__ABOUT THIS TASK__. Check each line of the entries for "usize" and report the ones that have it.

__SUPPLIED ENTRIES__.
━━━━━━━━━━━━━━━━━━━━
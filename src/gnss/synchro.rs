
use serde::{Serialize, Deserialize};

pub const SECONDS_PER_WEEK:f64 = 604_800.0;

/// Signal type a channel is bound to for its lifetime.
#[derive(Debug, Serialize, Deserialize, Clone, Copy, PartialEq, Eq, Hash, PartialOrd, Ord)]
pub enum SignalType {
	GpsL1Ca,
	GalileoE1B,
}

impl SignalType {

	pub fn code_period_sec(&self) -> f64 { match self {
		SignalType::GpsL1Ca    => 1.0e-3,
		SignalType::GalileoE1B => 4.0e-3,
	}}

	pub fn code_length_chips(&self) -> usize { match self {
		SignalType::GpsL1Ca    => 1023,
		SignalType::GalileoE1B => 4092,
	}}

	pub fn carrier_freq_hz(&self) -> f64 { 1.57542e9 }

	/// Symbol rate at the prompt correlator output.
	pub fn symbol_rate_hz(&self) -> f64 { 1.0 / self.code_period_sec() }

}

/// The record exchanged along a channel pipeline and, at each epoch, with
/// the observables aligner and PVT solver.  Downstream stages only ever see
/// copies of this struct; the producing stage owns the live slot.
#[derive(Debug, Serialize, Deserialize, Clone, Copy)]
pub struct GnssSynchro {
	pub channel_id: usize,
	pub prn: usize,
	pub signal: SignalType,

	// Acquisition
	pub acq_doppler_hz: f64,
	pub acq_delay_samples: f64,
	pub acq_samplestamp_samples: usize,

	// Tracking
	pub prompt_i: f64,
	pub prompt_q: f64,
	pub carrier_doppler_hz: f64,
	pub carrier_phase_cycles: f64,
	pub code_phase_samples: f64,
	pub cn0_db_hz: f64,

	// Observables
	pub pseudorange_m: f64,
	pub tow_at_current_symbol_s: f64,
	pub tow_hybrid_at_current_symbol_s: f64,
	/// Sample index of the last sample of the symbol the TOW refers to
	pub symbol_samplestamp_samples: usize,
	pub flag_valid_pseudorange: bool,
}

impl GnssSynchro {

	pub fn new(channel_id:usize, prn:usize, signal:SignalType) -> Self {
		GnssSynchro {
			channel_id, prn, signal,
			acq_doppler_hz: 0.0, acq_delay_samples: 0.0, acq_samplestamp_samples: 0,
			prompt_i: 0.0, prompt_q: 0.0,
			carrier_doppler_hz: 0.0, carrier_phase_cycles: 0.0,
			code_phase_samples: 0.0, cn0_db_hz: 0.0,
			pseudorange_m: 0.0,
			tow_at_current_symbol_s: 0.0,
			tow_hybrid_at_current_symbol_s: 0.0,
			symbol_samplestamp_samples: 0,
			flag_valid_pseudorange: false,
		}
	}

	/// A valid pseudorange must be finite and carry a TOW inside the week.
	pub fn pseudorange_is_consistent(&self) -> bool {
		!self.flag_valid_pseudorange ||
			(self.pseudorange_m.is_finite()
				&& self.tow_at_current_symbol_s >= 0.0
				&& self.tow_at_current_symbol_s < SECONDS_PER_WEEK)
	}

}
━━━━━━━━━━━━━━━━━━━━
__FINISHED TASK__.
	pub fn code_length_chips(&self) -> usize { match self {
	pub channel_id: usize,
	pub prn: usize,
	pub acq_samplestamp_samples: usize,
	pub symbol_samplestamp_samples: usize,
	pub fn new(channel_id:usize, prn:usize, signal:SignalType) -> Self {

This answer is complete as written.